[Development of a Novel Therapeutic for Pediatric Heart Failure Targeting Angiotensin II Receptor].

Abstract

Pediatric drug development is a global challenge. Children undergo organ growth and exhibit different drug reactions than adults, resulting in different pharmacological responses. Therefore, it is necessary to consider children's physiological characteristics when evaluating drug efficacy and safety in pediatric patients. We conducted drug discovery research for the treatment of pediatric heart failure, based on neonatal-specific physiological functions of angiotensin II. Pediatric heart failure is one of the most important causes of death in children, particularly neonates and infants.

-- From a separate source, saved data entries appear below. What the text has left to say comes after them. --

//! Table layout: column widths, word wrapping and pagination

use super::encoding::{contain_text, encode_winansi};
use super::metrics::FontMetrics;
use super::RowRenderError;
use crate::config::RenderConfig;
use crate::types::Row;

/// Label column bounds, as fractions of the usable width
const LABEL_MIN_FRACTION: f32 = 0.20;
const LABEL_MAX_FRACTION: f32 = 0.45;

/// One encoded table row, already wrapped to its column widths
#[derive(Debug, Clone, PartialEq)]
pub struct TableRow {
    pub label: Vec<Vec<u8>>,
    pub value: Vec<Vec<u8>>,
}

impl TableRow {
    pub fn line_count(&self) -> usize {
        self.label.len().max(self.value.len()).max(1)
    }
}

/// The part of a table row drawn on one page
#[derive(Debug, Clone, PartialEq)]
pub struct RowSlice {
    /// y coordinate of the slice's top edge
    pub top: f32,
    pub height: f32,
    pub label: Vec<Vec<u8>>,
    pub value: Vec<Vec<u8>>,
}

#[derive(Debug, Clone, PartialEq, Default)]
pub struct PageLayout {
    pub slices: Vec<RowSlice>,
}

/// Complete geometry for one record document
#[derive(Debug, Clone, PartialEq)]
pub struct DocumentLayout {
    pub title: Vec<u8>,
    /// Baseline origin of the title on the first page
    pub title_origin: (f32, f32),
    pub label_width: f32,
    pub value_width: f32,
    pub pages: Vec<PageLayout>,
}

/// Encode each (label, value) pair, failing on the first character the
/// font cannot represent.
pub fn encode_row(row: &Row) -> Result<Vec<(Vec<Vec<u8>>, Vec<Vec<u8>>)>, RowRenderError> {
    row.iter()
        .map(|(column, value)| {
            let label = encode_lines(column, column)?;
            let value = encode_lines(column, &value.display())?;
            Ok((label, value))
        })
        .collect()
}

fn encode_lines(column: &str, text: &str) -> Result<Vec<Vec<u8>>, RowRenderError> {
    contain_text(text)
        .iter()
        .map(|line| {
            encode_winansi(line).map_err(|character| RowRenderError::Unencodable {
                column: column.to_string(),
                character,
            })
        })
        .collect()
}

/// Width of the field-name column: widest label plus padding, clamped so
/// neither column starves the other.
pub fn label_column_width(labels: &[&[Vec<u8>]], config: &RenderConfig) -> f32 {
    let bold = FontMetrics::new(config.font.family, true);
    let widest = labels
        .iter()
        .flat_map(|lines| lines.iter())
        .map(|line| bold.text_width(line, config.font.size))
        .fold(0.0_f32, f32::max);
    let usable = config.usable_width();
    (widest + 2.0 * config.cell_padding + 1.0)
        .clamp(usable * LABEL_MIN_FRACTION, usable * LABEL_MAX_FRACTION)
}

/// Greedy word wrap of one encoded line; words wider than the cell are
/// broken between characters.
pub fn wrap_line(line: &[u8], max_width: f32, metrics: &FontMetrics, size: f32) -> Vec<Vec<u8>> {
    let space = metrics.text_width(b" ", size);
    let mut lines = Vec::new();
    let mut current: Vec<u8> = Vec::new();
    let mut current_width = 0.0_f32;

    for word in line.split(|b| *b == b' ') {
        let word_width = metrics.text_width(word, size);
        let sep = if current.is_empty() { 0.0 } else { space };

        if current_width + sep + word_width <= max_width {
            if !current.is_empty() {
                current.push(b' ');
            }
            current.extend_from_slice(word);
            current_width += sep + word_width;
            continue;
        }

        if !current.is_empty() {
            lines.push(std::mem::take(&mut current));
            current_width = 0.0;
        }

        if word_width <= max_width {
            current.extend_from_slice(word);
            current_width = word_width;
            continue;
        }

        for &byte in word {
            let w = metrics.text_width(&[byte], size);
            if current_width + w > max_width && !current.is_empty() {
                lines.push(std::mem::take(&mut current));
                current_width = 0.0;
            }
            current.push(byte);
            current_width += w;
        }
    }

    lines.push(current);
    lines
}

fn wrap_lines(lines: &[Vec<u8>], max_width: f32, metrics: &FontMetrics, size: f32) -> Vec<Vec<u8>> {
    lines
        .iter()
        .flat_map(|line| wrap_line(line, max_width, metrics, size))
        .collect()
}

/// Lay out a whole record: title, column widths, wrapped cells, pages.
pub fn layout_document(
    row: &Row,
    index: usize,
    config: &RenderConfig,
) -> Result<DocumentLayout, RowRenderError> {
    let (_, page_height) = config.page_size.dimensions();
    let usable_width = config.usable_width();
    if usable_width <= 2.0 * config.cell_padding || config.usable_height() <= 0.0 {
        return Err(RowRenderError::Layout(
            "page margins leave no room for the table".to_string(),
        ));
    }

    let encoded = encode_row(row)?;
    let labels: Vec<&[Vec<u8>]> = encoded.iter().map(|(label, _)| label.as_slice()).collect();
    let label_width = label_column_width(&labels, config);
    let value_width = usable_width - label_width;

    let size = config.font.size;
    let bold = FontMetrics::new(config.font.family, true);
    let regular = FontMetrics::new(config.font.family, false);
    let label_text_width = label_width - 2.0 * config.cell_padding;
    let value_text_width = value_width - 2.0 * config.cell_padding;

    let rows: Vec<TableRow> = encoded
        .iter()
        .map(|(label, value)| TableRow {
            label: wrap_lines(label, label_text_width, &bold, size),
            value: wrap_lines(value, value_text_width, &regular, size),
        })
        .collect();

    let title = format!("Record {}", index).into_bytes();
    let title_size = config.font.title_size;
    let title_width = bold.text_width(&title, title_size);
    let top = page_height - config.margins.top;
    let title_origin = (
        config.margins.left + ((usable_width - title_width) / 2.0).max(0.0),
        top - title_size,
    );
    let table_top = top - config.title_block_height();

    let pages = paginate(&rows, table_top, top, config)?;

    Ok(DocumentLayout {
        title,
        title_origin,
        label_width,
        value_width,
        pages,
    })
}

/// Distribute table rows over pages. A row that does not fit the rest of the
/// page moves to a fresh page; a row taller than a whole page is split by lines.
fn paginate(
    rows: &[TableRow],
    first_top: f32,
    page_top: f32,
    config: &RenderConfig,
) -> Result<Vec<PageLayout>, RowRenderError> {
    let line_height = config.line_height();
    let padding = config.cell_padding + config.cell_padding_bottom;
    let bottom = config.margins.bottom;
    let slice_height = |lines: usize| padding + lines as f32 * line_height;

    if page_top - bottom < config.min_cell_height() {
        return Err(RowRenderError::Layout(
            "page is too short to hold a single table line".to_string(),
        ));
    }

    let mut pages = vec![PageLayout::default()];
    let mut y = first_top;

    for row in rows {
        let total = row.line_count();
        let mut start = 0;

        while start < total {
            let remaining = total - start;
            let available = y - bottom;
            let fitting = if available >= padding + line_height {
                ((available - padding) / line_height).floor() as usize
            } else {
                0
            };
            let page_has_content = pages.last().is_some_and(|p| !p.slices.is_empty());
            let full_page_lines = ((page_top - bottom - padding) / line_height).floor() as usize;

            // Keep a row together when moving it to a new page would help
            let fresh_page_helps = remaining <= full_page_lines || fitting == 0;
            if fitting < remaining && page_has_content && fresh_page_helps {
                pages.push(PageLayout::default());
                y = page_top;
                continue;
            }
            if fitting == 0 {
                // Fresh page and still no room: the first page title ate it
                pages.push(PageLayout::default());
                y = page_top;
                continue;
            }

            let take = remaining.min(fitting);
            let end = start + take;
            let height = slice_height(take);
            let slice = RowSlice {
                top: y,
                height,
                label: slice_lines(&row.label, start, end),
                value: slice_lines(&row.value, start, end),
            };
            if let Some(page) = pages.last_mut() {
                page.slices.push(slice);
            }
            y -= height;
            start = end;

            if start < total {
                pages.push(PageLayout::default());
                y = page_top;
            }
        }
    }

    Ok(pages)
}

fn slice_lines(lines: &[Vec<u8>], start: usize, end: usize) -> Vec<Vec<u8>> {
    if start >= lines.len() {
        return Vec::new();
    }
    lines[start..end.min(lines.len())].to_vec()
}

#[cfg(test)]
mod tests {
    use super::*;
    use crate::config::{FontFamily, PageSize};
    use crate::types::CellValue;

    fn metrics() -> FontMetrics {
        FontMetrics::new(FontFamily::Courier, false)
    }

    #[test]
    fn test_wrap_line_fits() {
        // Courier at 10pt: 6pt per glyph
        let lines = wrap_line(b"hello world", 100.0, &metrics(), 10.0);
        assert_eq!(lines, vec![b"hello world".to_vec()]);
    }

    #[test]
    fn test_wrap_line_breaks_on_spaces() {
        let lines = wrap_line(b"aaaa bbbb cccc", 60.0, &metrics(), 10.0);
        assert_eq!(lines, vec![b"aaaa bbbb".to_vec(), b"cccc".to_vec()]);
    }

    #[test]
    fn test_wrap_line_breaks_long_words() {
        let lines = wrap_line(b"abcdefghij", 30.0, &metrics(), 10.0);
        assert_eq!(lines, vec![b"abcde".to_vec(), b"fghij".to_vec()]);
    }

    #[test]
    fn test_wrap_empty_line_is_one_blank_line() {
        let lines = wrap_line(b"", 30.0, &metrics(), 10.0);
        assert_eq!(lines, vec![Vec::<u8>::new()]);
    }

    #[test]
    fn test_label_width_is_clamped() {
        let config = RenderConfig::default();
        let usable = config.usable_width();

        let short = vec![b"Id".to_vec()];
        let narrow = label_column_width(&[short.as_slice()], &config);
        assert!((narrow - usable * LABEL_MIN_FRACTION).abs() < 1e-3);

        let long = vec![vec![b'W'; 200]];
        let wide = label_column_width(&[long.as_slice()], &config);
        assert!((wide - usable * LABEL_MAX_FRACTION).abs() < 1e-3);
    }

    #[test]
    fn test_layout_keeps_every_column_in_order() {
        let mut row = Row::new();
        row.push("Name", "Jane");
        row.push("Email", CellValue::Empty);
        row.push("Age", 35.0);

        let layout = layout_document(&row, 2, &RenderConfig::default()).unwrap();
        assert_eq!(layout.title, b"Record 2".to_vec());
        assert_eq!(layout.pages.len(), 1);

        let slices = &layout.pages[0].slices;
        assert_eq!(slices.len(), 3);
        assert_eq!(slices[0].label, vec![b"Name".to_vec()]);
        assert_eq!(slices[1].label, vec![b"Email".to_vec()]);
        assert_eq!(slices[1].value, vec![Vec::<u8>::new()]);
        assert_eq!(slices[2].value, vec![b"35".to_vec()]);
        assert!(slices[0].top > slices[1].top);
    }

    #[test]
    fn test_layout_rejects_unencodable_value() {
        let mut row = Row::new();
        row.push("City", "東京");
        let err = layout_document(&row, 1, &RenderConfig::default()).unwrap_err();
        match err {
            RowRenderError::Unencodable { column, character } => {
                assert_eq!(column, "City");
                assert_eq!(character, '東');
            }
            other => panic!("expected Unencodable, got {other:?}"),
        }
    }

    #[test]
    fn test_wide_punctuation_wraps_inside_value_cell() {
        let config = RenderConfig::default();
        let mut row = Row::new();
        row.push("Notes", "\u{2014}".repeat(120));

        let layout = layout_document(&row, 1, &config).unwrap();
        let regular = FontMetrics::new(config.font.family, false);
        let limit = layout.value_width - 2.0 * config.cell_padding;

        let lines: Vec<&Vec<u8>> = layout
            .pages
            .iter()
            .flat_map(|p| p.slices.iter())
            .flat_map(|s| s.value.iter())
            .collect();
        // em dash is a full em in Helvetica: 10pt each at the default size
        assert!(lines.len() >= (1200.0 / limit).ceil() as usize);
        for line in &lines {
            let width = regular.text_width(line, config.font.size);
            assert!(width <= limit + 1e-3, "line {width}pt exceeds {limit}pt");
        }
        let dashes: usize = lines.iter().map(|l| l.len()).sum();
        assert_eq!(dashes, 120);
    }

    #[test]
    fn test_many_rows_paginate() {
        let row: Row = (0..120)
            .map(|i| (format!("Field {i}"), CellValue::Number(i as f64)))
            .collect();
        let layout = layout_document(&row, 1, &RenderConfig::default()).unwrap();
        assert!(layout.pages.len() > 1);

        let placed: usize = layout.pages.iter().map(|p| p.slices.len()).sum();
        assert_eq!(placed, 120);

        let bottom = RenderConfig::default().margins.bottom;
        for page in &layout.pages {
            for slice in &page.slices {
                assert!(slice.top - slice.height >= bottom - 1e-3);
            }
        }
    }

    #[test]
    fn test_tall_value_is_split_across_pages() {
        let config = RenderConfig::default().with_page_size(PageSize::Custom {
            width: 400.0,
            height: 300.0,
        });
        let text = (0..80).map(|i| format!("line {i}")).collect::<Vec<_>>().join("\n");
        let mut row = Row::new();
        row.push("Notes", text);

        let layout = layout_document(&row, 1, &config).unwrap();
        assert!(layout.pages.len() > 1);
        let lines: usize = layout
            .pages
            .iter()
            .flat_map(|p| p.slices.iter())
            .map(|s| s.value.len())
            .sum();
        assert_eq!(lines, 80);
    }
}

However, only a few therapeutic agents are available to treat pediatric heart failure. Angiotensin II binds to its receptors (angiotensin II receptor type 1: AT₁R) and regulates cellular functions through G protein and β-arrestin pathways. We previously found that the β-arrestin-biased AT₁R agonist, TRV027, induced a positive inotropic effect in the hearts of neonatal mice. Acute administration of TRV027 did not affect heart rate, oxygen consumption, or production of reactive oxygen species. The inotropic effect of TRV027 was also observed in human iPS cell-derived cardiomyocytes and a neonatal mouse model of dilated cardiomyopathy. Furthermore, chronic administration of TRV027 improved the survival rate of mice with dilated cardiomyopathy during the preweaning period. These results demonstrate that TRV027 has the potential to be a safe and effective drug for treating pediatric heart failure.